Sensitive dependence on initial conditions serves not to destroy but to create. As a growing snowflake falls to earth, typically floating in the wind for an hour or more, the choices made by the branching tips at any instant depend sensitively on such things as the temperature, the humidity, and the presence of impurities in the atmosphere. The six tips of a single snowflake, spreading within a millimeter space, feel the same temperatures, and because the laws of growth are purely deterministic, they maintain a near-perfect symmetry. But the nature of turbulent air is such that any pair of snowflakes will experience very different paths. The final flake records the history of all the changing weather conditions it has experienced, and the combinations may as well be infinite.
BALANCING STABILITY AND INSTABILITY. As a liquid crystallizes, it forms a growing tip (shown in a multiple-exposure photograph) with a boundary that becomes unstable and sends off side-branches (left). Computer simulations of the delicate thermodynamic processes mimic real snowflakes (above).
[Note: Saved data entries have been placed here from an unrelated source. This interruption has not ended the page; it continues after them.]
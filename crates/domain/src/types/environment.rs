//! Runtime environment handed to the orchestrator

use std::path::{Path, PathBuf};

use serde::{Deserialize, Serialize};

/// The application context a startup runs against.
#[derive(Debug, Clone, PartialEq, Eq, Serialize, Deserialize)]
pub struct AppEnvironment {
    pub package_id: String,
    pub data_dir: PathBuf,
    pub backup_dir: PathBuf,
    /// OEM-controlled build; advisory prompts are suppressed.
    pub restricted_build: bool,
}

impl AppEnvironment {
    /// Resolve a storage file name inside the data directory.
    pub fn storage_path(&self, name: &str) -> PathBuf {
        self.data_dir.join(name)
    }

    pub fn backup_dir(&self) -> &Path {
        &self.backup_dir
    }
}

/// Another application visible to the environment inspector.
#[derive(Debug, Clone, PartialEq, Eq, Serialize, Deserialize)]
pub struct InstalledApplication {
    pub package_name: String,
    pub label: String,
    /// `None` when permissions were not requested or are unavailable.
    pub requested_permissions: Option<Vec<String>>,
}

impl InstalledApplication {
    pub fn requests(&self, permission: &str) -> bool {
        self.requested_permissions
            .as_deref()
            .is_some_and(|permissions| permissions.iter().any(|p| p == permission))
    }
}

/// How the user answered an informational prompt.
#[derive(Debug, Clone, Copy, PartialEq, Eq, Serialize, Deserialize)]
#[serde(rename_all = "snake_case")]
pub enum PromptResponse {
    Acknowledged,
    Ignored,
}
Snowflakes are nonequilibrium phenomena, physicists like to say. They are products of imbalance in the flow of energy from one piece of nature to another. The flow turns a boundary into a tip, the tip into an array of branches, the array into a complex structure never before seen. As scientists have discovered such instability obeying the universal laws of chaos, they have succeeded in applying the same methods to a host of physical and chemical problems, and, inevitably, they suspect that biology is next. In the back of their minds, as they look at computer simulations of dendrite growth, they see algae, cell walls, organisms budding and dividing.
From microscopic particles to everyday complexity, many paths now seem open. In mathematical physics the bifurcation theory of Feigenbaum and his colleagues advances in the United States and Europe. In the abstract reaches of theoretical physics scientists probe other new issues, such as the unsettled question of quantum chaos: Does quantum mechanics admit the chaotic phenomena of classical mechanics?